Вопрос: Что такое межсетевой экран - файрвол (Firewall) и как его настраивать у Интернет-маршрутизаторов серии DI-XXX?

Ответ: 

Файрвол - или, по-другому "фильтр пакетов" - это дополнительная возможность интернет- маршрутизаторов серии DI-XXX , предназначенная для ограничения прохождения пакетов IP-протокола через интернет- маршрутизатор. Похожие функции реализуются на закладке "Filter" , но только для ограничения исходящего трафика. Чаще всего дополнительно настраивать файрвол нет необходимости, так как имеющиеся в его настройках правила "по умолчанию" обеспечивают нужные функции защиты. Также имеющийся у интернет- маршрутизаторов данной серии сервис NAT обеспечивает хороший уровень защищенности.

Но иногда требуется более гибкое конфигурирование ограничений. Как пример, рассмотрим настройку правил файрвола для разрешения доступа к внутреннему web-серверу (предоставляемому через функцию "Virtual Server") только компьютерам из определенной подсети (например, подсеть филиала).

Для настройки правил файрвола сперва нужно настроить подключение к интернет-маршрутизатору по локальной сети, подключиться web-браузером по IP-адресу интернет-маршрутизатора, ввести имя и пароль для входа на страницу настроек (согласно прилагаемой к нему документации).

После этого перейти на закладку Advanced -> Firewall .

(далее шаги настройки и снимки экрана приводятся на примере DI-604HV F/W V3.06 , для других устройств все настраивается аналогичным образом).

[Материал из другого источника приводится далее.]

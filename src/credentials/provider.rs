//! Credential provider abstractions.
//!
//! Basic-auth credentials are looked up per host; OAuth tokens come from an
//! ordered chain of [`TokenProvider`]s, the first one holding a token wins.

use super::{Credential, CredentialError, OAuthToken, TokenSource};

/// A provider for host-scoped username/password credentials.
pub trait CredentialsProvider {
  /// Returns `Ok(None)` when the provider has no entry for `host`, allowing
  /// fallback providers to run.
  fn get_credentials(&self, host: &str) -> Result<Option<Credential>, CredentialError>;
}

/// A provider for Launchpad OAuth tokens.
pub trait TokenProvider {
  fn get_token(&self) -> Result<Option<OAuthToken>, CredentialError>;

  fn source(&self) -> TokenSource;
}

/// Token given directly through flags or environment variables.
#[derive(Debug, Default, Clone)]
pub struct StaticTokenProvider {
  pub consumer_key: Option<String>,
  pub access_token: Option<String>,
  pub access_secret: Option<String>,
}

impl TokenProvider for StaticTokenProvider {
  fn get_token(&self) -> Result<Option<OAuthToken>, CredentialError> {
    match (&self.consumer_key, &self.access_token, &self.access_secret) {
      (None, None, None) => Ok(None),
      (Some(consumer_key), Some(access_token), Some(access_secret)) => Ok(Some(OAuthToken {
        consumer_key: consumer_key.clone(),
        consumer_secret: String::new(),
        access_token: access_token.clone(),
        access_secret: access_secret.clone(),
      })),
      (None, _, _) => Err(CredentialError::IncompleteToken("consumer key")),
      (_, None, _) => Err(CredentialError::IncompleteToken("access token")),
      (_, _, None) => Err(CredentialError::IncompleteToken("access secret")),
    }
  }

  fn source(&self) -> TokenSource {
    TokenSource::Environment
  }
}

/// Walk providers in order and return the first token found.
pub fn resolve_token(providers: &[&dyn TokenProvider]) -> Result<Option<(OAuthToken, TokenSource)>, CredentialError> {
  for provider in providers {
    if let Some(token) = provider.get_token()? {
      return Ok(Some((token, provider.source())));
    }
  }
  Ok(None)
}
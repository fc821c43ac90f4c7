//! `archive-admin completions <shell>`: print a completion script to stdout.

use std::io;

use clap::CommandFactory;
use clap_complete::{Shell as CompletionShell, generate};

use crate::cli::{Cli, Shell};

impl From<Shell> for CompletionShell {
  fn from(shell: Shell) -> Self {
    match shell {
      Shell::Bash => CompletionShell::Bash,
      Shell::Zsh => CompletionShell::Zsh,
      Shell::Fish => CompletionShell::Fish,
      Shell::Powershell => CompletionShell::PowerShell,
      Shell::Elvish => CompletionShell::Elvish,
    }
  }
}

pub(crate) fn handle_completions_command(shell: Shell) {
  let mut cmd = Cli::command();
  let bin_name = cmd.get_name().to_string();
  generate(CompletionShell::from(shell), &mut cmd, bin_name, &mut io::stdout());
}

#[cfg(test)]
mod tests {
  use super::*;

  #[test]
  fn bash_script_names_subcommands() {
    let mut cmd = Cli::command();
    let mut out = Vec::new();
    generate(CompletionShell::Bash, &mut cmd, "archive-admin", &mut out);
    let script = String::from_utf8(out).unwrap();
    assert!(script.contains("copy-package"));
    assert!(script.contains("sru-accept"));
  }
}
//! Client for the ISO QA tracker's XML-RPC interface.

mod client;
mod error;
pub mod models;
pub mod status;
pub mod xmlrpc;

pub use client::{HttpTransport, QaTracker, RpcTransport};
pub use error::{QaTrackerError, Result};
pub use models::{Bug, Build, Milestone, Product, Rebuild, Series, SeriesManifest, TestResult, Testcase};
pub use status::{StatusFilter, valid_id_list};
pub use xmlrpc::Value;
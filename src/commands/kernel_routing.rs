//! `archive-admin kernel-routing`: where kernel-series sends each kernel.

use anyhow::{Result, anyhow};
use clap::Args;

use super::{fail, render_table};
use crate::cli::Cli;
use crate::color::ColorScheme;
use crate::kernel::series;
use crate::kernel::{KernelSeries, SeriesEntry, SeriesLookup};

#[derive(Debug, Clone, Args)]
pub struct KernelRoutingArgs {
  /// Series codename or number, or `devel`
  #[arg(value_name = "SERIES")]
  pub series: String,

  /// Kernel source; all sources of the series when omitted
  #[arg(value_name = "SOURCE")]
  pub source: Option<String>,

  /// Only this destination, e.g. build or proposed
  #[arg(short = 'd', long, value_name = "DESTINATION")]
  pub destination: Option<String>,
}

/// Find a series by codename, number or the `devel` keyword.
pub fn find_series<'k>(ks: &'k KernelSeries, key: &str) -> Option<SeriesEntry<'k>> {
  if key == "devel" || key == "development" {
    return ks.lookup_series(SeriesLookup::Development);
  }
  ks.lookup_series(SeriesLookup::Codename(key))
    .or_else(|| ks.lookup_series(SeriesLookup::Name(key)))
}

/// One routing line: source, destination, then `archive pocket` targets.
#[derive(Debug, Clone, PartialEq, Eq)]
pub struct RouteLine {
  pub source: String,
  pub route: String,
  pub destination: String,
  pub targets: Vec<String>,
}

pub fn routing_lines(ks: &KernelSeries, args: &KernelRoutingArgs) -> Result<Vec<RouteLine>> {
  let series = find_series(ks, &args.series).ok_or_else(|| anyhow!("{}: series not found", args.series))?;

  let sources = match &args.source {
    Some(name) => vec![
      series
        .lookup_source(name)
        .ok_or_else(|| anyhow!("{name}: source not found in {}", args.series))?,
    ],
    None => series.sources().collect(),
  };

  let mut lines = Vec::new();
  for source in sources {
    let Some(routing) = source.routing()? else {
      continue;
    };
    for (destination, targets) in routing.destinations() {
      if args.destination.as_deref().is_some_and(|d| d != destination) {
        continue;
      }
      lines.push(RouteLine {
        source: source.name().to_string(),
        route: routing.name().to_string(),
        destination: destination.to_string(),
        targets: targets.iter().map(|t| format!("{} {}", t.archive(), t.pocket())).collect(),
      });
    }
  }
  Ok(lines)
}

pub(crate) async fn handle_kernel_routing_command(args: &KernelRoutingArgs, cli: &Cli, colors: &ColorScheme) {
  let ks = match series::load(&cli.launchpad.kernel_series_source()).await {
    Ok(ks) => ks,
    Err(e) => fail(colors, "Failed to load kernel-series", e, 1),
  };
  let lines = match routing_lines(&ks, args) {
    Ok(lines) => lines,
    Err(e) => fail(colors, "Failed to resolve routing", e, 1),
  };

  let mut rows = vec![vec![
    "SOURCE".to_string(),
    "ROUTE".to_string(),
    "DESTINATION".to_string(),
    "TARGETS".to_string(),
  ]];
  rows.extend(
    lines
      .into_iter()
      .map(|l| vec![l.source, l.route, l.destination, l.targets.join(", ")]),
  );
  print!("{}", render_table(&rows));
}

#[cfg(test)]
mod tests {
  use super::*;

  const YAML: &str = r#"
'24.04':
  codename: noble
  routing-table:
    default:
      build:
        - ['ppa:canonical-kernel-team/ubuntu/ppa', 'Release']
      proposed:
        - ['ubuntu', 'Proposed']
  sources:
    linux:
    linux-oem:
      routing: null
"#;

  fn args(series: &str, source: Option<&str>) -> KernelRoutingArgs {
    KernelRoutingArgs {
      series: series.to_string(),
      source: source.map(str::to_string),
      destination: None,
    }
  }

  #[test]
  fn lines_for_a_source() {
    let ks = KernelSeries::parse(YAML).unwrap();
    let lines = routing_lines(&ks, &args("noble", Some("linux"))).unwrap();
    assert_eq!(lines.len(), 2);
    assert_eq!(lines[0].destination, "build");
    assert_eq!(lines[0].route, "default");
    assert_eq!(lines[0].targets, vec!["ppa:canonical-kernel-team/ubuntu/ppa Release"]);
  }

  #[test]
  fn disabled_routing_is_skipped() {
    let ks = KernelSeries::parse(YAML).unwrap();
    let lines = routing_lines(&ks, &args("24.04", None)).unwrap();
    assert!(lines.iter().all(|l| l.source == "linux"));

    let mut only = args("noble", None);
    only.destination = Some("proposed".into());
    assert_eq!(routing_lines(&ks, &only).unwrap().len(), 1);
  }

  #[test]
  fn unknown_series() {
    let ks = KernelSeries::parse(YAML).unwrap();
    assert!(routing_lines(&ks, &args("hirsute", None)).is_err());
  }
}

Увидим следующую страничку (рис.1)


I) В списке видим правило, созданное автоматически в момент конфигурирования виртуального сервера. Три других правила, расположенных ниже, - правила "по умолчанию" и удаляться или редактироваться не могут. Для решения нашей задачи (ограничение списка компьютеров, имеющих доступ к web-серверу) нужно нажать значок редактирования, расположенный справа в соответствующей правилу строке. Картинка измениться на следующую (рис.2):


  1. После нажатия кнопки редактирования все параметры выбранного правила отобразились в полях вверху страницы. При этом все они серого цвета и недоступны для редактирования. Это говорит о том, что редактировать эти параметры нужно на вкладке "Virtual Server" , где создавался web-сервер и в результате чего автоматически сгенерировалось данное правило для разрешения доступа к нему. Единственные поля, доступные для редактирования - выделенные красным прямоугольником, причем в поле "IP Start" первоначально стоял символ " * ", а поле "IP End" было пустым. Это означало, что ограничений по IP-адресу источника нет. Для введения ограничения согласно нашей задачи отредактируем эти поля, указав в них диапазон адресов компьютеров, которым разрешено иметь доступ к web-серверу. В качестве примера разрешено иметь доступ только 6 компьютерам с адресами 10.20.30.40-45. Всем остальным в доступе будет отказано.
  2. Нажимаем кнопку "Apply" - после этого появляется сообщение о перезагрузке, после чего через некоторое время снова появляется эта страничка. После этого необходимо перезагрузить устройство по питанию.

Поздравляем, настройка завершена.

Проверить правильность настроек можно, обратившись из Интернет по адресу http://10.10.10.10, где 10.10.10.10 - заменить на внешний адрес вашего маршрутизатора (адрес WAN-порта). При обращении с разрешенных адресов будет видна начальная страничка web-сервера, при обращении с других адресов доступа к web-серверу не будет.